A general character optimization question, since I do so little of it:

Is it standard practice to simply ignore the XP penalty for multiclassing? I notice some of the builds presented above would incur an XP penalty at some levels. This isn't trivial if you're actually going to play the character.
 

Fifth Element said:
I notice some of the builds presented above would incur an XP penalty at some levels.
Which ones? I've tried to time any multi-classing in my builds to NOT incur such penalties, or to be of a race that ignores the one class which would provoke such.

Thanks, -- N
 

Zurai said:
Short swords are still light weapons and may still be used during a grapple and while swallowed whole.

Oops. My bad... I thought there was a size difference, but your right: there isn't.

I still think the extra damage type and the ability to throw the thing if desperate (against, say, an opponent flying just out of reach) are worth the 1 point of damage.

I wasn't the one who came out with the all caps, but I'm still looking forward to playing my dual dagger character someday. The daggers, in my opinion, are at least equally viable to the short sword.
 

Patlin said:
I still think the extra damage type and the ability to throw the thing if desperate (against, say, an opponent flying just out of reach) are worth the 1 point of damage.

At times it is, at times it isn't. I'm definitely in the "daggers are very nice weapons" camp and I almost always include at least a few daggers in the character sheets of my martially-inclined characters.

I just don't agree that they're all-caps AWESOME (and yes, I know that wasn't neccesarily your assertion). Probably not even all-lowercase awesome. Good, and probably the best simple weapon, I'll agree to.
 

I notice some of the builds presented above would incur an XP penalty at some levels

Mine won't.
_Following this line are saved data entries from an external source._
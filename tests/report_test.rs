//! Integration tests for report rendering.

use pdfdiff::diff::DiffReport;
use pdfdiff::error::{Error, Side};
use pdfdiff::render::{Font, OutputDocument, RenderOptions, ReportRenderer, Rgb};
use pdfdiff::resolve::{VersionInfo, VersionRef};

const BLACK: Rgb = Rgb::new(0.0, 0.0, 0.0);

fn one_page_pdf(text: &str) -> Vec<u8> {
    let mut doc = OutputDocument::new(612.0, 792.0);
    let page = doc.add_page();
    doc.draw_text(page, 72.0, 720.0, text, Font::Helvetica, 12.0, BLACK)
        .unwrap();
    doc.save().unwrap()
}

fn version(id: &str, number: Option<u32>) -> VersionRef {
    VersionRef {
        id: id.to_string(),
        binary_id: "0".repeat(24),
        info: number.map(|n| VersionInfo::new(n, chrono::Utc::now())),
    }
}

fn all_text(bytes: &[u8]) -> String {
    let doc = lopdf::Document::load_mem(bytes).unwrap();
    let pages: Vec<u32> = doc.get_pages().keys().copied().collect();
    doc.extract_text(&pages).unwrap()
}

#[test]
fn test_render_produces_openable_pdf() {
    let diff = DiffReport::compute("steady text here", "steady text here");
    let right_bytes = one_page_pdf("steady text here");

    let bytes = ReportRenderer::new(RenderOptions::default())
        .render(&diff, &version("a", Some(1)), &version("b", Some(2)), &right_bytes)
        .unwrap();

    assert!(bytes.starts_with(b"%PDF-"));
    let doc = lopdf::Document::load_mem(&bytes).unwrap();
    assert_eq!(doc.get_pages().len(), 4);
}

#[test]
fn test_text_view_shows_modified_pair() {
    let diff = DiffReport::compute("fee is ten dollars", "fee is twenty dollars");
    let right_bytes = one_page_pdf("fee is twenty dollars");

    let bytes = ReportRenderer::new(RenderOptions::default())
        .render(&diff, &version("a", Some(1)), &version("b", Some(2)), &right_bytes)
        .unwrap();
    let text = all_text(&bytes);

    assert!(text.contains("changed from"));
    assert!(text.contains("ten"));
    assert!(text.contains("changed to"));
    assert!(text.contains("twenty"));
    assert!(text.contains("Modified segments: 1"));
}

#[test]
fn test_divider_page_precedes_copied_pages() {
    let diff = DiffReport::compute("same", "same");
    let right_bytes = one_page_pdf("same");

    let bytes = ReportRenderer::new(RenderOptions::default())
        .render(&diff, &version("a", None), &version("b", None), &right_bytes)
        .unwrap();

    let doc = lopdf::Document::load_mem(&bytes).unwrap();
    let divider = doc.extract_text(&[3]).unwrap();
    assert!(divider.contains("Original pages of the newer version"));

    let copied = doc.extract_text(&[4]).unwrap();
    assert!(copied.contains("Combined Document"));
    assert!(copied.contains("page 1 of 1"));
}

#[test]
fn test_unreadable_source_degrades_to_error_page() {
    let diff = DiffReport::compute("left words", "right words");

    let bytes = ReportRenderer::new(RenderOptions::default())
        .render(&diff, &version("a", None), &version("b", None), b"not a pdf")
        .unwrap();

    let doc = lopdf::Document::load_mem(&bytes).unwrap();
    // Cover, text view, divider, substituted error page.
    assert_eq!(doc.get_pages().len(), 4);
    assert!(all_text(&bytes).contains("Original pages unavailable"));
}

#[test]
fn test_empty_documents_render_placeholder_note() {
    let diff = DiffReport::compute("", "");
    let right_bytes = one_page_pdf(" ");

    let bytes = ReportRenderer::new(RenderOptions::default())
        .render(&diff, &version("a", None), &version("b", None), &right_bytes)
        .unwrap();

    assert!(all_text(&bytes).contains("No text content was extracted"));
}

#[test]
fn test_custom_title_appears_on_cover() {
    let diff = DiffReport::compute("x", "x");
    let right_bytes = one_page_pdf("x");
    let options = RenderOptions::default().with_title("Quarterly Policy Redline");

    let bytes = ReportRenderer::new(options)
        .render(&diff, &version("a", None), &version("b", None), &right_bytes)
        .unwrap();

    assert!(all_text(&bytes).contains("Quarterly Policy Redline"));
}

#[test]
fn test_render_failure_page_is_self_describing() {
    let error = Error::Extraction {
        side: Side::Right,
        reason: "PDF parsing error: invalid cross-reference table".into(),
    };
    let bytes = ReportRenderer::render_failure(&RenderOptions::default(), &error).unwrap();

    let doc = lopdf::Document::load_mem(&bytes).unwrap();
    assert_eq!(doc.get_pages().len(), 1);

    let text = all_text(&bytes);
    assert!(text.contains("Comparison unavailable"));
    assert!(text.contains("extraction_error"));
    assert!(text.contains("right version"));
    assert!(text.contains("Both document versions remain stored"));
}

#[test]
fn test_render_failure_wraps_long_reasons() {
    let reason = "token ".repeat(60);
    let error = Error::Render(reason);
    let bytes = ReportRenderer::render_failure(&RenderOptions::default(), &error).unwrap();

    let text = all_text(&bytes);
    assert!(text.contains("render_error"));
    assert!(text.contains("token"));
}

#[test]
fn test_render_failure_truncates_oversized_reasons() {
    // Far more detail lines than the single page can hold.
    let reason: String = (0..900).map(|i| format!("w{:04} ", i)).collect();
    let error = Error::Render(reason);
    let bytes = ReportRenderer::render_failure(&RenderOptions::default(), &error).unwrap();

    let doc = lopdf::Document::load_mem(&bytes).unwrap();
    assert_eq!(doc.get_pages().len(), 1);

    let text = all_text(&bytes);
    assert!(text.contains("w0000"));
    assert!(text.contains("..."));
    assert!(!text.contains("w0899"), "overflowing chunks must be dropped");
    assert!(text.contains("Both document versions remain stored"));
}

#[test]
fn test_copied_pages_keep_their_own_size() {
    // A5 landscape source; the report's own pages are US Letter.
    let mut source = OutputDocument::new(595.0, 420.0);
    let page = source.add_page();
    source
        .draw_text(page, 40.0, 380.0, "compact page", Font::Helvetica, 10.0, BLACK)
        .unwrap();
    let right_bytes = source.save().unwrap();

    let diff = DiffReport::compute("compact page", "compact page");
    let bytes = ReportRenderer::new(RenderOptions::default())
        .render(&diff, &version("a", None), &version("b", None), &right_bytes)
        .unwrap();

    let doc = lopdf::Document::load_mem(&bytes).unwrap();
    let pages = doc.get_pages();
    let copied_id = pages[&4];
    let copied = doc.get_object(copied_id).unwrap().as_dict().unwrap();
    let media_box = copied.get(b"MediaBox").unwrap().as_array().unwrap();
    assert_eq!(media_box[2].as_float().unwrap(), 595.0);
    assert_eq!(media_box[3].as_float().unwrap(), 420.0);
}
Failed to mention it's human, here's the progression

1
1/1
1/2
1/2/1
1/2/2
1/2/3
1/2/4
1/2/5
1/2/6
2/2/6

etc. up to 8/6/6

Remember, as a human you ignore the highest level class. That'll be Scout from level 6 to about 17, and then Sworsdage later. No xp penalty.
 

Rechan said:
Also, would it effect your initial two builds much if you made it human rather than halfling?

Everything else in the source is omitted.